No surprise there – Hollywoodites routinely get permission to visit Cuba, even when the rest of us can’t. In 1998, Jack Nicholson headed to Cuba to befriend Castro, and the Joker came away impressed: “He is a genius. We spoke about everything.”

Back in 2001, head of CBS Les Moonves and several of his Hollywood friends headed over to Cuba, where they dined with Fidel Castro and hung out in the sun before heading to jazz clubs in the evening. While the federal government sent them letters about violating the travel ban, nothing was done about it. That same year, Kevin Costner headed over to Cuba to show Castro 13 Days, his film about the Cuban Missile Crisis. Costner promptly called it “an experience of a lifetime.”

In 2002, director Steven Spielberg headed to Cuba, where he dined with Castro. That trip was okayed by the US government for cultural purposes. “It was an opportunity to share his films and his values with the Cuban people,” said Spielberg’s office. Spielberg himself called the meeting “the eight most important hours of my life.”

That same year, Oliver Stone went to Cuba, and then did a 90-minute propaganda documentary on Castro, Comandante. Castro, said Stone, was “very selfless and moral – one of the world’s wisest men.”

It’s significantly more difficult for non-celebs to get to Cuba. That’s because non-royal Americans have to have an actual excuse to head over to the Communist island to bestow our wealth on that unfortunate population. Hollywoodites get special treatment because they are from Hollywood. It doesn’t matter whether it’s Clinton, Bush, or Obama – they are treated with kid gloves because they have the power of the camera behind them.

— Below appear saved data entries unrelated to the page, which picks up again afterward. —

//! Reconnect state machine
//!
//! The connection loop in [`super::WsClient`] is driven entirely by
//! [`ReconnectMachine`], which is pure: it never touches the network or the
//! clock, so every transition can be exercised directly in tests.
//!
//! ```text
//! Connecting --Connected--> Subscribed
//! Connecting --Lost-------> Backoff (or Stopped once attempts run out)
//! Subscribed --Lost-------> Backoff
//! Backoff ----Elapsed-----> Connecting
//! any --------Shutdown----> Stopped
//! ```

use std::time::Duration;

/// Exponential backoff bounded by a maximum delay
#[derive(Debug, Clone, Copy, PartialEq, Eq)]
pub struct BackoffPolicy {
    pub initial_delay: Duration,
    pub max_delay: Duration,
    /// Consecutive failures tolerated before stopping (0 = unlimited)
    pub max_attempts: u32,
}

impl BackoffPolicy {
    /// Delay before the `attempt`-th reconnection (1-based)
    pub fn delay_for(&self, attempt: u32) -> Duration {
        let shift = attempt.saturating_sub(1).min(31);
        self.initial_delay
            .checked_mul(1u32 << shift)
            .unwrap_or(self.max_delay)
            .min(self.max_delay)
    }

    fn exhausted(&self, failures: u32) -> bool {
        self.max_attempts > 0 && failures >= self.max_attempts
    }
}

impl Default for BackoffPolicy {
    fn default() -> Self {
        Self {
            initial_delay: Duration::from_secs(1),
            max_delay: Duration::from_secs(30),
            max_attempts: 0,
        }
    }
}

/// Connection lifecycle state
#[derive(Debug, Clone, Copy, PartialEq, Eq)]
pub enum ConnectionState {
    /// Dialing; `attempt` is 0 for the first connection
    Connecting { attempt: u32 },
    /// Handshake done, messages flowing
    Subscribed,
    /// Waiting before the next dial
    Backoff { attempt: u32, delay: Duration },
    /// Terminal
    Stopped,
}

/// Inputs to the state machine
#[derive(Debug, Clone, Copy, PartialEq, Eq)]
pub enum ConnectionEvent {
    /// Handshake completed
    Connected,
    /// Dial failed, stream errored, or peer closed
    Lost,
    /// Backoff delay has passed
    BackoffElapsed,
    /// Consumer went away or shutdown requested
    Shutdown,
}

#[derive(Debug, Clone)]
pub struct ReconnectMachine {
    policy: BackoffPolicy,
    state: ConnectionState,
    failures: u32,
}

impl ReconnectMachine {
    pub fn new(policy: BackoffPolicy) -> Self {
        Self {
            policy,
            state: ConnectionState::Connecting { attempt: 0 },
            failures: 0,
        }
    }

    pub fn state(&self) -> ConnectionState {
        self.state
    }

    /// Whether the last transition stopped the machine because the policy
    /// ran out of attempts (as opposed to an explicit shutdown)
    pub fn gave_up(&self) -> bool {
        self.state == ConnectionState::Stopped && self.policy.exhausted(self.failures)
    }

    /// Apply an event and return the new state
    pub fn on_event(&mut self, event: ConnectionEvent) -> ConnectionState {
        use ConnectionEvent as E;
        use ConnectionState as S;

        self.state = match (self.state, event) {
            (S::Stopped, _) => S::Stopped,
            (_, E::Shutdown) => S::Stopped,
            (S::Connecting { .. }, E::Connected) => {
                self.failures = 0;
                S::Subscribed
            }
            (S::Connecting { .. } | S::Subscribed, E::Lost) => {
                self.failures += 1;
                if self.policy.exhausted(self.failures) {
                    S::Stopped
                } else {
                    S::Backoff {
                        attempt: self.failures,
                        delay: self.policy.delay_for(self.failures),
                    }
                }
            }
            (S::Backoff { attempt, .. }, E::BackoffElapsed) => S::Connecting { attempt },
            (state, _) => state,
        };

        self.state
    }
}
//! Pair statistics: hedge ratio, spread, z-score, rolling correlation

use super::resample::{Bar, Interval};
use super::stats::{ols, pearson, z_score};
use super::AnalyticsError;
use chrono::{DateTime, Utc};
use serde::{Deserialize, Serialize};
use std::collections::HashMap;

/// When the hedge ratio is re-estimated
///
/// Every fit uses the W aligned observations ending at the current bar,
/// never later ones.
#[derive(Debug, Clone, Copy, PartialEq, Eq, Default, Serialize, Deserialize)]
pub enum RefitPolicy {
    /// Refit on every observation. A degenerate window leaves β undefined.
    #[default]
    Rolling,
    /// Refit on bars whose epoch ordinal ([`Interval::ordinal`]) is a
    /// multiple of `every`, once the window is full.
    ///
    /// Refit points belong to the bar grid, not to the query range, so two
    /// overlapping ranges agree on β wherever both define it. Between refits
    /// the last β is reused; a degenerate refit or a missing boundary bar
    /// keeps it. A stale β lags regime changes, so the spread of bars far
    /// from the last fit carries that lag.
    Periodic { every: usize },
}

/// Pair statistics for one aligned bar timestamp
///
/// `None` marks a statistic that is undefined at this point: not enough
/// history for a full window, or zero variance inside it.
#[derive(Debug, Clone, PartialEq, Serialize, Deserialize)]
pub struct PairObservation {
    pub interval_start: DateTime<Utc>,
    pub price_a: f64,
    pub price_b: f64,
    /// OLS slope of price_a on price_b
    pub hedge_ratio: Option<f64>,
    /// price_a − hedge_ratio · price_b
    pub spread: Option<f64>,
    pub z_score: Option<f64>,
    pub correlation: Option<f64>,
}

/// Two bars sharing an interval_start
#[derive(Debug, Clone, Copy)]
struct Aligned {
    interval: Interval,
    start: DateTime<Utc>,
    price_a: f64,
    price_b: f64,
}

/// Computes [`PairObservation`]s from two bar series
#[derive(Debug, Clone)]
pub struct PairStatsEngine {
    window: usize,
    refit: RefitPolicy,
}

impl PairStatsEngine {
    /// Create an engine with a rolling window of `window` bars (at least 2)
    pub fn new(window: usize, refit: RefitPolicy) -> Result<Self, AnalyticsError> {
        if window < 2 {
            return Err(AnalyticsError::InvalidWindow(window));
        }
        if let RefitPolicy::Periodic { every: 0 } = refit {
            return Err(AnalyticsError::InvalidRefit);
        }
        Ok(Self { window, refit })
    }

    pub fn window(&self) -> usize {
        self.window
    }

    pub fn refit(&self) -> RefitPolicy {
        self.refit
    }

    /// Compute one observation per interval_start present in both series
    ///
    /// Bars only in one series are dropped. Inputs need not be sorted.
    pub fn compute(&self, bars_a: &[Bar], bars_b: &[Bar]) -> Vec<PairObservation> {
        let aligned = align(bars_a, bars_b);
        let w = self.window;

        let prices_a: Vec<f64> = aligned.iter().map(|row| row.price_a).collect();
        let prices_b: Vec<f64> = aligned.iter().map(|row| row.price_b).collect();

        let mut observations = Vec::with_capacity(aligned.len());
        let mut spreads: Vec<Option<f64>> = Vec::with_capacity(aligned.len());
        let mut beta: Option<f64> = None;

        for (t, row) in aligned.iter().enumerate() {
            let full = t + 1 >= w;
            let lo = (t + 1).saturating_sub(w);
            let win_a = &prices_a[lo..=t];
            let win_b = &prices_b[lo..=t];

            if full {
                let slope = || ols(win_b, win_a).map(|fit| fit.slope);
                match self.refit {
                    RefitPolicy::Rolling => beta = slope(),
                    RefitPolicy::Periodic { every } if on_refit_grid(row, every) => {
                        beta = slope().or(beta);
                    }
                    RefitPolicy::Periodic { .. } => {}
                }
            }

            let spread = beta
                .map(|b| row.price_a - b * row.price_b)
                .filter(|s| s.is_finite());
            spreads.push(spread);

            let z = if full {
                spreads[lo..=t]
                    .iter()
                    .copied()
                    .collect::<Option<Vec<f64>>>()
                    .and_then(|window| z_score(&window))
            } else {
                None
            };

            let correlation = if full { pearson(win_a, win_b) } else { None };

            observations.push(PairObservation {
                interval_start: row.start,
                price_a: row.price_a,
                price_b: row.price_b,
                hedge_ratio: beta,
                spread,
                z_score: z,
                correlation,
            });
        }

        observations
    }
}

fn on_refit_grid(row: &Aligned, every: usize) -> bool {
    let every = i64::try_from(every).unwrap_or(i64::MAX);
    row.interval.ordinal(row.start).rem_euclid(every) == 0
}

/// Inner join on interval_start, ascending
fn align(bars_a: &[Bar], bars_b: &[Bar]) -> Vec<Aligned> {
    let by_start: HashMap<DateTime<Utc>, f64> = bars_b
        .iter()
        .map(|bar| (bar.interval_start, bar.close_price))
        .collect();

    let mut aligned: Vec<Aligned> = bars_a
        .iter()
        .filter_map(|bar| {
            by_start.get(&bar.interval_start).map(|price_b| Aligned {
                interval: bar.interval,
                start: bar.interval_start,
                price_a: bar.close_price,
                price_b: *price_b,
            })
        })
        .collect();
    aligned.sort_by_key(|row| row.start);
    aligned.dedup_by_key(|row| row.start);
    aligned
}
//! Trade feed module
//!
//! Live trade ticks from Binance WebSocket streams, one subscription per
//! symbol. Ticks that arrive while a subscription is down are lost for good;
//! there is no gap filling after a reconnect.

mod binance;
mod health;
mod listener;
mod types;

pub use binance::{BinanceFeed, BINANCE_WS_URL};
pub use health::{ConnectivityStatus, FeedHealth, SymbolHealth};
pub use listener::{FeedListener, ListenerHandle};
pub use types::{normalize_symbol, FeedEvent, FeedStatus, ParseError, Tick};

use async_trait::async_trait;
use tokio::sync::mpsc;

/// Trait for trade feed implementations
#[async_trait]
pub trait TradeFeed: Send + Sync {
    /// Symbol this feed subscribes to
    fn symbol(&self) -> &str;

    /// Subscribe to trade events
    async fn subscribe(&self) -> anyhow::Result<mpsc::Receiver<FeedEvent>>;
}

/// Destination for ticks coming off a feed
#[async_trait]
pub trait TickSink: Send + Sync {
    async fn record(&self, tick: Tick) -> anyhow::Result<()>;
}
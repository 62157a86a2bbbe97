//! pairwatch: live pair-trading statistics for two Binance symbols
//!
//! This library provides the core components for:
//! - Real-time trade feeds from Binance with automatic reconnects
//! - Append-only tick storage in SQLite
//! - Resampling ticks into fixed-interval bars
//! - Rolling hedge ratio, spread, z-score and correlation
//! - Z-score threshold alerts
//! - CSV and Parquet export of pair observations
//! - Structured logging and Prometheus metrics

pub mod analytics;
pub mod cli;
pub mod config;
pub mod export;
pub mod feed;
pub mod pipeline;
pub mod store;
pub mod telemetry;
pub mod ws;
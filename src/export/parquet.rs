//! Parquet export

use super::{from_record_batch, to_record_batch, ExportError};
use crate::analytics::PairObservation;
use parquet::arrow::arrow_reader::ParquetRecordBatchReaderBuilder;
use parquet::arrow::ArrowWriter;
use parquet::basic::Compression;
use parquet::file::properties::WriterProperties;
use std::fs::File;
use std::path::Path;

/// Write observations to a SNAPPY-compressed Parquet file
pub fn write_parquet(path: &Path, observations: &[PairObservation]) -> Result<(), ExportError> {
    if let Some(parent) = path.parent().filter(|p| !p.as_os_str().is_empty()) {
        std::fs::create_dir_all(parent)?;
    }

    let batch = to_record_batch(observations)?;
    let file = File::create(path)?;
    let props = WriterProperties::builder()
        .set_compression(Compression::SNAPPY)
        .build();

    let mut writer = ArrowWriter::try_new(file, batch.schema(), Some(props))?;
    writer.write(&batch)?;
    writer.close()?;

    tracing::debug!(path = ?path, count = observations.len(), "Wrote observations to Parquet");
    Ok(())
}

pub fn read_parquet(path: &Path) -> Result<Vec<PairObservation>, ExportError> {
    let file = File::open(path)?;
    let reader = ParquetRecordBatchReaderBuilder::try_new(file)?.build()?;

    let mut observations = Vec::new();
    for batch in reader {
        observations.extend(from_record_batch(&batch?)?);
    }
    Ok(observations)
}
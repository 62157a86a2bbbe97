//! Feed types

use chrono::{DateTime, Utc};
use serde::{Deserialize, Serialize};
use thiserror::Error;

/// A single trade tick
///
/// Immutable once recorded. `symbol` is always upper case and `timestamp`
/// is the exchange trade time in UTC.
#[derive(Debug, Clone, PartialEq, Serialize, Deserialize)]
pub struct Tick {
    /// Trading symbol (e.g., "BTCUSDT")
    pub symbol: String,
    /// Trade price
    pub price: f64,
    /// Trade quantity
    pub size: f64,
    /// Exchange trade time
    pub timestamp: DateTime<Utc>,
}

impl Tick {
    pub fn new(symbol: &str, price: f64, size: f64, timestamp: DateTime<Utc>) -> Self {
        Self {
            symbol: normalize_symbol(symbol),
            price,
            size,
            timestamp,
        }
    }
}

/// Canonical symbol spelling used by the store and all queries
pub fn normalize_symbol(symbol: &str) -> String {
    symbol.trim().to_uppercase()
}

/// Subscription status of a single feed
#[derive(Debug, Clone, Copy, PartialEq, Eq, Serialize, Deserialize)]
#[serde(rename_all = "lowercase")]
pub enum FeedStatus {
    Connecting,
    Subscribed,
    Disconnected,
}

impl std::fmt::Display for FeedStatus {
    fn fmt(&self, f: &mut std::fmt::Formatter<'_>) -> std::fmt::Result {
        let s = match self {
            FeedStatus::Connecting => "connecting",
            FeedStatus::Subscribed => "subscribed",
            FeedStatus::Disconnected => "disconnected",
        };
        f.write_str(s)
    }
}

/// Events produced by a [`super::TradeFeed`] subscription
#[derive(Debug, Clone, PartialEq)]
pub enum FeedEvent {
    Tick(Tick),
    Status(FeedStatus),
    /// An inbound message was dropped
    Rejected(ParseError),
}

/// Inbound message could not be turned into a tick
#[derive(Debug, Clone, PartialEq, Eq, Error)]
pub enum ParseError {
    #[error("invalid JSON: {0}")]
    InvalidJson(String),
    #[error("missing field `{0}`")]
    MissingField(&'static str),
    #[error("invalid {field}: {value:?}")]
    InvalidNumber { field: &'static str, value: String },
    #[error("invalid timestamp: {0}")]
    InvalidTimestamp(i64),
}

The problem with that power is that the very folks who wield it do so on behalf of dictators like Castro. It would be too easy to blame Jay-Z and Beyonce’s sunlit trip on their close relationship with President Obama. The truth is deeper: Washington D.C. insiders of both parties are afraid of offending Hollywood bigwigs. That means perks for Tinseltown stars. But more importantly, it means perks for the Communist leadership of Cuba that plays those stars like fish.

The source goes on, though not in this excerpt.